— Нам рассмеются в лицо, — пробурчал Флавьер. — Вот если б твоя жена не появлялась дня два-три, тогда другое дело.
— Но ведь тебя там знают, Роже… Если ты объяснишь им, что Мадлен однажды уже пыталась покончить с собой… что ты вытащил ее из воды… что она, быть может, как раз сегодня совершила новую попытку… уж тебе-то должны поверить.
— Во-первых, еще не все потеряно, — раздраженно отрезал Флавьер. — Она наверняка вернется к ужину.
— А если нет?
— Что ж, тогда не мне действовать.
— Одним словом, ты умываешь руки.
— Да нет… Просто обычно… постарайся же понять, в конце концов… обычно мужья сами заявляют в полицию.
— Хорошо. Я иду.
— Глупо. Все равно никто и пальцем не шевельнет. Запишут ее приметы, пообещают сделать все необходимое и будут ждать дальнейших событий. Вот как это делается.
Жевинь медленно убрал руки в карманы:
— Если надо ждать, я стану камнем.
Он сделал несколько шагов, остановился перед букетом роз на камине и угрюмо уставился на него.
— Мне пора возвращаться к себе, — сказал Флавьер.
Жевинь не пошевелился. Он разглядывал цветы, на щеке его дергался мускул.
— На твоем месте, — продолжал Флавьер, — я бы все же так не терзался. Еще нет и семи. Она могла задержаться в магазине или встретить знакомую.
— Тебе-то на все наплевать, — отозвался Жевинь — Еще бы!
— Да что ты вбил себе в голову?.. Предположим даже, что она убежала. Все равно далеко ей не уйти.
Флавьер вышел на середину гостиной и принялся терпеливо втолковывать Жевиню, какими средствами располагает полиция, чтобы найти беглянку. Несмотря на усталость, он оживился. У него вдруг возникло ощущение, будто Мадлен и в самом деле еще жива, и в то же время он едва удерживался от того, чтобы не броситься на ковер и не дать волю собственному отчаянию. Жевинь, по-прежнему неподвижный, казалось, впал перед букетом в забытье.
— Как только она вернется, позвони мне, — заключил Флавьер.

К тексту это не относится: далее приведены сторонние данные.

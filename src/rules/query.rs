use serde::{Deserialize, Serialize};
use serde_json::Value;
use std::collections::BTreeMap;
use std::fmt;

/// Addressing expression of a rule, parsed once when the rule is loaded.
#[derive(Debug, Clone, PartialEq, Serialize, Deserialize)]
#[serde(try_from = "String", into = "String")]
pub enum MetricQuery {
    /// `metric_name{label="value",...}`
    LabelSelector {
        metric: String,
        labels: BTreeMap<String, String>,
    },
    /// `system.cpu.usage`
    DotPath(Vec<String>),
    /// `system_cpu_usage`
    DirectKey(String),
}

#[derive(Debug, Clone, PartialEq, thiserror::Error)]
pub enum QueryError {
    #[error("Query is empty")]
    Empty,
    #[error("Label selector is missing a closing brace: {0}")]
    UnclosedSelector(String),
    #[error("Label selector has no metric name: {0}")]
    MissingMetricName(String),
    #[error("Invalid label matcher '{0}', expected name=\"value\"")]
    InvalidMatcher(String),
    #[error("Dot path has an empty segment: {0}")]
    EmptySegment(String),
}

impl MetricQuery {
    pub fn parse(raw: &str) -> Result<Self, QueryError> {
        let raw = raw.trim();
        if raw.is_empty() {
            return Err(QueryError::Empty);
        }

        if let Some(open) = raw.find('{') {
            return Self::parse_selector(raw, open);
        }

        if raw.contains('.') {
            let segments: Vec<String> = raw.split('.').map(|s| s.trim().to_string()).collect();
            if segments.iter().any(|s| s.is_empty()) {
                return Err(QueryError::EmptySegment(raw.to_string()));
            }
            return Ok(MetricQuery::DotPath(segments));
        }

        Ok(MetricQuery::DirectKey(raw.to_string()))
    }

    fn parse_selector(raw: &str, open: usize) -> Result<Self, QueryError> {
        let metric = raw[..open].trim();
        if metric.is_empty() {
            return Err(QueryError::MissingMetricName(raw.to_string()));
        }
        let body = raw[open + 1..]
            .strip_suffix('}')
            .ok_or_else(|| QueryError::UnclosedSelector(raw.to_string()))?;

        let mut labels = BTreeMap::new();
        for matcher in split_matchers(body).into_iter().map(str::trim).filter(|m| !m.is_empty()) {
            let (name, value) = matcher
                .split_once('=')
                .ok_or_else(|| QueryError::InvalidMatcher(matcher.to_string()))?;
            let name = name.trim();
            if name.is_empty() {
                return Err(QueryError::InvalidMatcher(matcher.to_string()));
            }
            labels.insert(name.to_string(), unquote(value.trim()).to_string());
        }

        Ok(MetricQuery::LabelSelector {
            metric: metric.to_string(),
            labels,
        })
    }

    /// Resolve the query against a snapshot. `None` means the rule does not
    /// fire this cycle: either nothing matched or the match is not numeric.
    pub fn resolve(&self, snapshot: &Value) -> Option<f64> {
        let found = match self {
            MetricQuery::LabelSelector { metric, labels } => find_labeled(snapshot, metric, labels),
            MetricQuery::DotPath(segments) => walk_path(snapshot, segments),
            MetricQuery::DirectKey(key) => snapshot.get(key),
        }?;
        coerce_number(found)
    }
}

/// Split selector matchers on commas outside quoted values
fn split_matchers(body: &str) -> Vec<&str> {
    let mut matchers = Vec::new();
    let mut quote: Option<char> = None;
    let mut start = 0;
    for (i, c) in body.char_indices() {
        match (quote, c) {
            (None, '"' | '\'') => quote = Some(c),
            (Some(open), _) if c == open => quote = None,
            (None, ',') => {
                matchers.push(&body[start..i]);
                start = i + 1;
            }
            _ => {}
        }
    }
    matchers.push(&body[start..]);
    matchers
}

fn unquote(value: &str) -> &str {
    for quote in ['"', '\''] {
        if let Some(inner) = value.strip_prefix(quote).and_then(|v| v.strip_suffix(quote)) {
            return inner;
        }
    }
    value
}

fn walk_path<'a>(snapshot: &'a Value, segments: &[String]) -> Option<&'a Value> {
    segments.iter().try_fold(snapshot, |node, segment| match node {
        Value::Object(map) => map.get(segment),
        Value::Array(items) => segment.parse::<usize>().ok().and_then(|i| items.get(i)),
        _ => None,
    })
}

fn find_labeled<'a>(
    node: &'a Value,
    metric: &str,
    selector: &BTreeMap<String, String>,
) -> Option<&'a Value> {
    match node {
        Value::Object(map) => {
            if let Some(direct) = map.get(metric) {
                if let Some(value) = labeled_value(direct, selector) {
                    return Some(value);
                }
            }
            map.values().find_map(|child| find_labeled(child, metric, selector))
        }
        Value::Array(items) => {
            let named = items.iter().find_map(|item| {
                let record = item.as_object()?;
                if record.get("name").and_then(Value::as_str) != Some(metric) {
                    return None;
                }
                if labels_match(record.get("labels"), selector) {
                    record.get("value")
                } else {
                    None
                }
            });
            named.or_else(|| items.iter().find_map(|child| find_labeled(child, metric, selector)))
        }
        _ => None,
    }
}

/// A directly keyed metric carries labels either as a single record or as a
/// list of records.
fn labeled_value<'a>(entry: &'a Value, selector: &BTreeMap<String, String>) -> Option<&'a Value> {
    match entry {
        Value::Object(record) if record.contains_key("value") => {
            labels_match(record.get("labels"), selector).then(|| &record["value"])
        }
        Value::Array(records) => records.iter().find_map(|record| {
            let record = record.as_object()?;
            if labels_match(record.get("labels"), selector) {
                record.get("value")
            } else {
                None
            }
        }),
        // A bare scalar has no labels and only satisfies an empty selector
        scalar if selector.is_empty() && !scalar.is_object() => Some(scalar),
        _ => None,
    }
}

fn labels_match(labels: Option<&Value>, selector: &BTreeMap<String, String>) -> bool {
    if selector.is_empty() {
        return true;
    }
    let Some(labels) = labels.and_then(Value::as_object) else {
        return false;
    };
    selector.iter().all(|(name, expected)| match labels.get(name) {
        Some(Value::String(actual)) => actual == expected,
        Some(Value::Number(actual)) => actual.to_string() == *expected,
        Some(Value::Bool(actual)) => actual.to_string() == *expected,
        _ => false,
    })
}

fn coerce_number(value: &Value) -> Option<f64> {
    let number = match value {
        Value::Number(n) => n.as_f64()?,
        Value::String(s) => s.trim().parse::<f64>().ok()?,
        _ => return None,
    };
    number.is_finite().then_some(number)
}

impl TryFrom<String> for MetricQuery {
    type Error = QueryError;

    fn try_from(raw: String) -> Result<Self, Self::Error> {
        MetricQuery::parse(&raw)
    }
}

impl From<MetricQuery> for String {
    fn from(query: MetricQuery) -> Self {
        query.to_string()
    }
}

impl fmt::Display for MetricQuery {
    fn fmt(&self, f: &mut fmt::Formatter<'_>) -> fmt::Result {
        match self {
            MetricQuery::LabelSelector { metric, labels } => {
                let matchers: Vec<String> = labels
                    .iter()
                    .map(|(name, value)| format!("{}=\"{}\"", name, value))
                    .collect();
                write!(f, "{}{{{}}}", metric, matchers.join(","))
            }
            MetricQuery::DotPath(segments) => write!(f, "{}", segments.join(".")),
            MetricQuery::DirectKey(key) => write!(f, "{}", key),
        }
    }
}

#[cfg(test)]
mod tests {
    use super::*;
    use serde_json::json;

    #[test]
    fn test_parse_variants() {
        assert_eq!(
            MetricQuery::parse("system_cpu_usage").unwrap(),
            MetricQuery::DirectKey("system_cpu_usage".to_string())
        );
        assert_eq!(
            MetricQuery::parse("system.cpu.usage").unwrap(),
            MetricQuery::DotPath(vec!["system".into(), "cpu".into(), "usage".into()])
        );

        let selector = MetricQuery::parse(r#"http_requests{method="GET", code='500'}"#).unwrap();
        let MetricQuery::LabelSelector { metric, labels } = selector else {
            panic!("expected label selector");
        };
        assert_eq!(metric, "http_requests");
        assert_eq!(labels.get("method").map(String::as_str), Some("GET"));
        assert_eq!(labels.get("code").map(String::as_str), Some("500"));
    }

    #[test]
    fn test_parse_rejects_malformed() {
        assert_eq!(MetricQuery::parse("  "), Err(QueryError::Empty));
        assert!(matches!(
            MetricQuery::parse(r#"cpu{mode="idle""#),
            Err(QueryError::UnclosedSelector(_))
        ));
        assert!(matches!(
            MetricQuery::parse(r#"{mode="idle"}"#),
            Err(QueryError::MissingMetricName(_))
        ));
        assert!(matches!(MetricQuery::parse("cpu{mode}"), Err(QueryError::InvalidMatcher(_))));
        assert!(matches!(MetricQuery::parse("system..cpu"), Err(QueryError::EmptySegment(_))));
    }

    #[test]
    fn test_selector_value_may_contain_comma() {
        let query = MetricQuery::parse(r#"request_duration_bucket{le="0.5,1", job='api'}"#).unwrap();
        let MetricQuery::LabelSelector { metric, labels } = &query else {
            panic!("expected label selector");
        };
        assert_eq!(metric, "request_duration_bucket");
        assert_eq!(labels.len(), 2);
        assert_eq!(labels["le"], "0.5,1");
        assert_eq!(labels["job"], "api");

        let snapshot = json!({
            "request_duration_bucket": [
                { "labels": { "le": "0.5", "job": "api" }, "value": 3 },
                { "labels": { "le": "0.5,1", "job": "api" }, "value": 11 }
            ]
        });
        assert_eq!(query.resolve(&snapshot), Some(11.0));
    }

    #[test]
    fn test_resolve_direct_key_and_numeric_string() {
        let snapshot = json!({ "system_cpu_usage": 85, "load": "1.5", "status": "ok" });

        assert_eq!(MetricQuery::parse("system_cpu_usage").unwrap().resolve(&snapshot), Some(85.0));
        assert_eq!(MetricQuery::parse("load").unwrap().resolve(&snapshot), Some(1.5));
        assert_eq!(MetricQuery::parse("status").unwrap().resolve(&snapshot), None);
        assert_eq!(MetricQuery::parse("missing").unwrap().resolve(&snapshot), None);
    }

    #[test]
    fn test_resolve_dot_path() {
        let snapshot = json!({
            "system": { "memory": { "used_percent": 72.5 } },
            "disks": [ { "usage": 40 }, { "usage": 91 } ]
        });

        let query = MetricQuery::parse("system.memory.used_percent").unwrap();
        assert_eq!(query.resolve(&snapshot), Some(72.5));

        let query = MetricQuery::parse("disks.1.usage").unwrap();
        assert_eq!(query.resolve(&snapshot), Some(91.0));

        let query = MetricQuery::parse("system.memory.free").unwrap();
        assert_eq!(query.resolve(&snapshot), None);

        let query = MetricQuery::parse("system.memory").unwrap();
        assert_eq!(query.resolve(&snapshot), None);
    }

    #[test]
    fn test_resolve_label_selector_in_record_array() {
        let snapshot = json!({
            "prometheus": {
                "series": [
                    { "name": "http_errors", "value": 3, "labels": { "service": "api", "code": 500 } },
                    { "name": "http_errors", "value": 12, "labels": { "service": "web", "code": 500 } }
                ]
            }
        });

        let query = MetricQuery::parse(r#"http_errors{service="web",code="500"}"#).unwrap();
        assert_eq!(query.resolve(&snapshot), Some(12.0));

        let query = MetricQuery::parse(r#"http_errors{service="db"}"#).unwrap();
        assert_eq!(query.resolve(&snapshot), None);
    }

    #[test]
    fn test_resolve_label_selector_direct_key() {
        let snapshot = json!({
            "node_load": [
                { "value": 0.4, "labels": { "host": "a" } },
                { "value": 2.5, "labels": { "host": "b" } }
            ],
            "queue_depth": { "value": 17, "labels": { "queue": "billing" } }
        });

        let query = MetricQuery::parse(r#"node_load{host="b"}"#).unwrap();
        assert_eq!(query.resolve(&snapshot), Some(2.5));

        let query = MetricQuery::parse(r#"queue_depth{queue="billing"}"#).unwrap();
        assert_eq!(query.resolve(&snapshot), Some(17.0));

        let query = MetricQuery::parse(r#"queue_depth{queue="orders"}"#).unwrap();
        assert_eq!(query.resolve(&snapshot), None);
    }

    #[test]
    fn test_query_round_trips_through_serde() {
        let query: MetricQuery = serde_json::from_value(json!("cpu{mode=\"user\"}")).unwrap();
        assert_eq!(serde_json::to_value(&query).unwrap(), json!("cpu{mode=\"user\"}"));

        let invalid: Result<MetricQuery, _> = serde_json::from_value(json!("cpu{mode"));
        assert!(invalid.is_err());
    }
}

Он направился к двери. Он больше не владел своим лицом. Он чувствовал, что жестокая правда рвется из него наружу. Его так и подмывало крикнуть: «Она умерла!» — и рухнуть оземь.
— Останься, — попросил его Жевинь.
— Старина, я бы охотно. Но если б ты знал, сколько у меня накопилось дел… У меня на столе, наверно, с десяток досье!
— Останься… — умоляюще повторил Жевинь. — Я не хочу быть один, когда ее внесут сюда…
— Послушай, Поль… Ты городишь чепуху.
Неподвижность Жевиня внушала ему страх.
— Ты будешь здесь… — потерянно бубнил тот. — Ты им объяснишь… Скажешь им, что мы оба делали все, что в наших силах…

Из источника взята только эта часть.